Step 2: Maritime Workflow (workflow scripts)
  Workflow Script (PostGIS or GeoPackage)
  Queries Core Database → Builds Graphs → Applies Weights → Routes

Result: Optimal Maritime Routes

S57Advanced: Initial Import (Most Common)

Purpose: Convert all S-57 files to a merged, queryable database with source tracking.

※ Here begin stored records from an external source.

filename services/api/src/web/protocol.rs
//! services/api/src/web/protocol.rs
//!
//! Defines the WebSocket message protocol between the browser dashboard and the
//! API server.

use crate::error::ApiError;
use axum::extract::ws::Message;
use bbq_core::DashboardView;
use futures::{Sink, SinkExt};
use serde::{Deserialize, Serialize};
use std::pin::Pin;
use std::sync::Arc;
use tokio::sync::Mutex;

/// Anything that accepts outgoing socket messages. In production this is the
/// sending half of a split `WebSocket`.
pub type MessageSink = Pin<Box<dyn Sink<Message, Error = axum::Error> + Send>>;

/// The sending half of a socket, shared between the control loop and the
/// dashboard task.
pub type WsSender = Arc<Mutex<MessageSink>>;

/// Wraps a sink for sharing between tasks.
pub fn shared_sender<S>(sink: S) -> WsSender
where
    S: Sink<Message, Error = axum::Error> + Send + 'static,
{
    Arc::new(Mutex::new(Box::pin(sink)))
}

//=========================================================================================
// Messages Sent FROM the Client (Browser) TO the Server
//=========================================================================================

/// Represents the structured text messages a client can send to the server.
#[derive(Deserialize, Debug, PartialEq)]
#[serde(tag = "type", rename_all = "snake_case")]
pub enum ClientMessage {
    /// Starts (or switches) the live dashboard for a session.
    Subscribe { session_id: String },

    /// Sets the food target of the subscribed session.
    SetTarget { food_target: f64 },
}

//=========================================================================================
// Messages Sent FROM the Server TO the Client (Browser)
//=========================================================================================

/// Represents the structured text messages the server can send to the client.
#[derive(Serialize, Debug, Clone)]
#[serde(tag = "type", rename_all = "snake_case")]
pub enum ServerMessage {
    /// Confirms the subscription. Views follow as the feeds report.
    Subscribed { session_id: String },

    /// A freshly computed dashboard. Replaces any previous view.
    View { view: DashboardView },

    /// Confirms a target write.
    TargetUpdated { session_id: String, food_target: f64 },

    /// A non-fatal error; the connection stays open.
    Error { message: String },
}

/// Serializes and sends one message.
pub async fn send_message(ws_sender: &WsSender, msg: &ServerMessage) -> Result<(), ApiError> {
    let json = serde_json::to_string(msg)?;
    ws_sender.lock().await.send(Message::Text(json.into())).await?;
    Ok(())
}
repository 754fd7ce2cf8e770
pub mod adapters;
pub mod config;
pub mod error;
pub mod web;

# PostGIS Backend (Recommended for Production)
python scripts/import_s57.py \
  --mode advanced \
  --input-path data/ENC_ROOT \
  --output-format postgis \
  --schema enc_west \
  --verify \
  --db-host 127.0.0.1 \
  --db-user postgres \
  --db-password <password>

# GeoPackage Backend (Portable, File-Based)
python scripts/import_s57.py \
  --mode advanced \
  --input-path data/ENC_ROOT \
  --output-format gpkg \
  --schema enc_west \
  --output-dir output \
  --verify

What It Creates:

  • Single schema/file (enc_west) with all ENCs merged by layer
  • ~20+ S-57 layers (seaare, lndare, soundg, fairwy, drgare, etc.)
  • Each feature has dsid_dsnm column indicating source ENC
  • Spatial indexes for fast querying
  • Verification report showing layer counts

S57Updater: Maintaining Chart Currency

Purpose: Update existing database when new ENC charts are released.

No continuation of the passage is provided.